## Requirement:
For the data that follows, report how many lines include the string "reparsed", and write the number alone.

## Exercise inputs:
--------------------

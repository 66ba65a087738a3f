//! Engine events - inputs that drive state transitions

use serde::{Deserialize, Serialize};

/// Events the engine lifecycle reacts to.
#[derive(Serialize, Deserialize, Clone, Debug, PartialEq, Eq)]
#[serde(tag = "type", rename_all = "snake_case")]
pub enum EngineEvent {
    /// Start a run from idle.
    StartRequested,

    /// Pause at the next task boundary.
    PauseRequested,

    /// Resume a paused run.
    ResumeRequested,

    /// Stop the run; idempotent, honored from any non-stopped state.
    StopRequested,

    /// No eligible task remains; normal completion.
    QueueDrained,

    /// Shutdown work finished.
    ShutdownComplete,

    /// An unrecoverable fault occurred.
    FatalFault { message: String },

    /// Return a stopped or errored engine to idle.
    Reset,
}

impl EngineEvent {
    /// Short label for logs.
    pub fn label(&self) -> &'static str {
        match self {
            Self::StartRequested => "start_requested",
            Self::PauseRequested => "pause_requested",
            Self::ResumeRequested => "resume_requested",
            Self::StopRequested => "stop_requested",
            Self::QueueDrained => "queue_drained",
            Self::ShutdownComplete => "shutdown_complete",
            Self::FatalFault { .. } => "fatal_fault",
            Self::Reset => "reset",
        }
    }
}
//! TaskRepository - canonical owner of the task tree
//!
//! The documents on disk stay the source of truth: status updates are
//! written back as a single-marker splice, and external edits are picked
//! up by re-parsing.

use std::collections::HashSet;
use std::path::{Path, PathBuf};

use tokio::fs;
use tracing::{debug, info};

use automation_core::{Task, TaskDocument, TaskId, TaskStatus};

use crate::discover::{discover, load_document, DiscoveryReport};
use crate::eligibility;
use crate::error::{RepositoryError, Result};
use crate::parser::TASK_LINE;

/// In-memory view over the discovered task documents.
pub struct TaskRepository {
    documents: Vec<TaskDocument>,
}

impl TaskRepository {
    /// Build a repository by discovering documents beneath `roots`.
    ///
    /// Parse failures are returned alongside the repository; they never
    /// abort discovery of the remaining documents.
    pub async fn discover(roots: &[PathBuf]) -> (Self, DiscoveryReport) {
        let mut report = discover(roots).await;
        let documents = std::mem::take(&mut report.documents);
        info!(
            "repository discovered {} documents ({} failures)",
            documents.len(),
            report.failures.len()
        );
        (Self { documents }, report)
    }

    /// Build a repository from already-parsed documents.
    pub fn new(documents: Vec<TaskDocument>) -> Self {
        Self { documents }
    }

    pub fn documents(&self) -> &[TaskDocument] {
        &self.documents
    }

    pub fn is_empty(&self) -> bool {
        self.documents.iter().all(|doc| doc.tasks.is_empty())
    }

    /// Look up a task by identifier across all documents.
    pub fn find(&self, id: &TaskId) -> Option<&Task> {
        self.documents.iter().find_map(|doc| doc.find(id))
    }

    /// The first eligible pending task across all documents, in
    /// document path order then ascending identifier order.
    pub fn next_eligible(&self, externally_resolved: &HashSet<TaskId>) -> Result<Option<&Task>> {
        for document in &self.documents {
            if let Some(task) = eligibility::next_eligible(document, externally_resolved)? {
                return Ok(Some(task));
            }
        }
        Ok(None)
    }

    /// Re-parse one tracked document, picking up external edits.
    pub async fn refresh(&mut self, path: &Path) -> Result<()> {
        let position = self
            .documents
            .iter()
            .position(|doc| doc.path == path)
            .ok_or_else(|| RepositoryError::DocumentNotTracked(path.to_path_buf()))?;

        self.documents[position] = load_document(path).await?;
        debug!("refreshed {}", path.display());
        Ok(())
    }

    /// Re-parse every tracked document, keeping the previous view for
    /// any document that no longer loads.
    pub async fn refresh_all(&mut self) -> Vec<(PathBuf, RepositoryError)> {
        let mut failures = Vec::new();
        for index in 0..self.documents.len() {
            let path = self.documents[index].path.clone();
            match load_document(&path).await {
                Ok(document) => self.documents[index] = document,
                Err(error) => failures.push((path, error)),
            }
        }
        failures
    }

    /// Rewrite the status marker of one task, preserving every other
    /// byte of the document.
    ///
    /// Refuses with a conflict error if the recorded line no longer
    /// carries the task's marker (the document changed underneath us).
    pub async fn update_status(&mut self, id: &TaskId, status: TaskStatus) -> Result<()> {
        let (path, line) = {
            let task = self
                .find(id)
                .ok_or_else(|| RepositoryError::TaskNotFound(id.clone()))?;
            (task.location.document.clone(), task.location.line)
        };

        let content = fs::read_to_string(&path).await?;
        let updated = splice_marker(&content, &path, id, line, status)?;

        // Temp file in the same directory so the rename stays atomic.
        let temp = temp_path(&path);
        fs::write(&temp, updated.as_bytes()).await?;
        fs::rename(&temp, &path).await?;

        if let Some(document) = self.documents.iter_mut().find(|doc| doc.path == path) {
            if let Some(task) = document.find_mut(id) {
                task.status = status;
            }
        }

        debug!("updated {} to {:?} in {}", id, status, path.display());
        Ok(())
    }
}

fn temp_path(path: &Path) -> PathBuf {
    let file_name = path
        .file_name()
        .and_then(|name| name.to_str())
        .unwrap_or("tasks.md");
    path.with_file_name(format!(".{file_name}.tmp"))
}

/// Replace the single marker character of the task's recorded line.
fn splice_marker(
    content: &str,
    path: &Path,
    id: &TaskId,
    line_number: usize,
    status: TaskStatus,
) -> Result<String> {
    let conflict = || RepositoryError::StatusConflict {
        document: path.to_path_buf(),
        id: id.clone(),
        line: line_number,
    };

    // Locate the byte range of the recorded line.
    let mut offset = 0usize;
    let mut current = 1usize;
    let mut line_range = None;
    for segment in content.split_inclusive('\n') {
        if current == line_number {
            line_range = Some((offset, offset + segment.len()));
            break;
        }
        offset += segment.len();
        current += 1;
    }
    let (start, end) = line_range.ok_or_else(conflict)?;
    let line = content[start..end].trim_end_matches(['\n', '\r']);

    let captures = TASK_LINE.captures(line).ok_or_else(conflict)?;
    let rest = captures.name("rest").ok_or_else(conflict)?.as_str();
    if !rest_has_id(rest, id) {
        return Err(conflict());
    }

    let marker = captures.name("marker").expect("marker group always set");
    let marker_offset = start + marker.start();

    // The marker group is a single ASCII character, so a byte splice
    // cannot fall inside a UTF-8 sequence.
    let mut updated = String::with_capacity(content.len());
    updated.push_str(&content[..marker_offset]);
    updated.push(status.marker());
    updated.push_str(&content[marker_offset + 1..]);
    Ok(updated)
}

fn rest_has_id(rest: &str, id: &TaskId) -> bool {
    rest.split_whitespace()
        .next()
        .map(|first| first.trim_end_matches('.') == id.to_string())
        .unwrap_or(false)
}

#[cfg(test)]
mod tests {
    use super::*;
    use crate::parser::parse_document;
    use tempfile::tempdir;

    const DOCUMENT: &str = "\
# Plan

- [ ] 1. First task
  - Keep this line intact
  - _Requirements: 1.1_
- [ ] 2. Second task
";

    async fn repository_with(content: &str) -> (TaskRepository, PathBuf, tempfile::TempDir) {
        let dir = tempdir().unwrap();
        let path = dir.path().join("tasks.md");
        tokio::fs::write(&path, content).await.unwrap();
        let document = parse_document(&path, content).unwrap();
        (TaskRepository::new(vec![document]), path, dir)
    }

    #[tokio::test]
    async fn test_update_status_touches_only_the_marker() {
        let (mut repo, path, _dir) = repository_with(DOCUMENT).await;
        let id: TaskId = "1".parse().unwrap();

        repo.update_status(&id, TaskStatus::InProgress).await.unwrap();

        let updated = tokio::fs::read_to_string(&path).await.unwrap();
        assert_eq!(updated, DOCUMENT.replace("- [ ] 1.", "- [-] 1."));
    }

    #[tokio::test]
    async fn test_update_status_round_trips_through_parse() {
        let (mut repo, path, _dir) = repository_with(DOCUMENT).await;
        let id: TaskId = "2".parse().unwrap();

        repo.update_status(&id, TaskStatus::Completed).await.unwrap();

        let content = tokio::fs::read_to_string(&path).await.unwrap();
        let reparsed = parse_document(&path, &content).unwrap();
        assert_eq!(
            reparsed.find(&id).unwrap().status,
            TaskStatus::Completed
        );
        assert_eq!(
            reparsed.find(&"1".parse().unwrap()).unwrap().status,
            TaskStatus::Pending
        );
    }

    #[tokio::test]
    async fn test_conflicting_edit_is_refused() {
        let (mut repo, path, _dir) = repository_with(DOCUMENT).await;

        // The document changes underneath the repository: task 1's line
        // is no longer a marker line.
        let edited = DOCUMENT.replace("- [ ] 1. First task", "First task became prose");
        tokio::fs::write(&path, &edited).await.unwrap();

        let result = repo
            .update_status(&"1".parse().unwrap(), TaskStatus::Completed)
            .await;
        assert!(matches!(
            result,
            Err(RepositoryError::StatusConflict { .. })
        ));

        // The refused write left the document alone.
        let content = tokio::fs::read_to_string(&path).await.unwrap();
        assert_eq!(content, edited);
    }

    #[tokio::test]
    async fn test_unknown_task_is_reported() {
        let (mut repo, _path, _dir) = repository_with(DOCUMENT).await;
        let result = repo
            .update_status(&"9".parse().unwrap(), TaskStatus::Completed)
            .await;
        assert!(matches!(result, Err(RepositoryError::TaskNotFound(_))));
    }

    #[tokio::test]
    async fn test_refresh_picks_up_external_edits() {
        let (mut repo, path, _dir) = repository_with(DOCUMENT).await;

        tokio::fs::write(&path, DOCUMENT.replace("- [ ] 2.", "- [x] 2."))
            .await
            .unwrap();
        repo.refresh(&path).await.unwrap();

        assert_eq!(
            repo.find(&"2".parse().unwrap()).unwrap().status,
            TaskStatus::Completed
        );
    }
}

--------------------

## Written reply:
3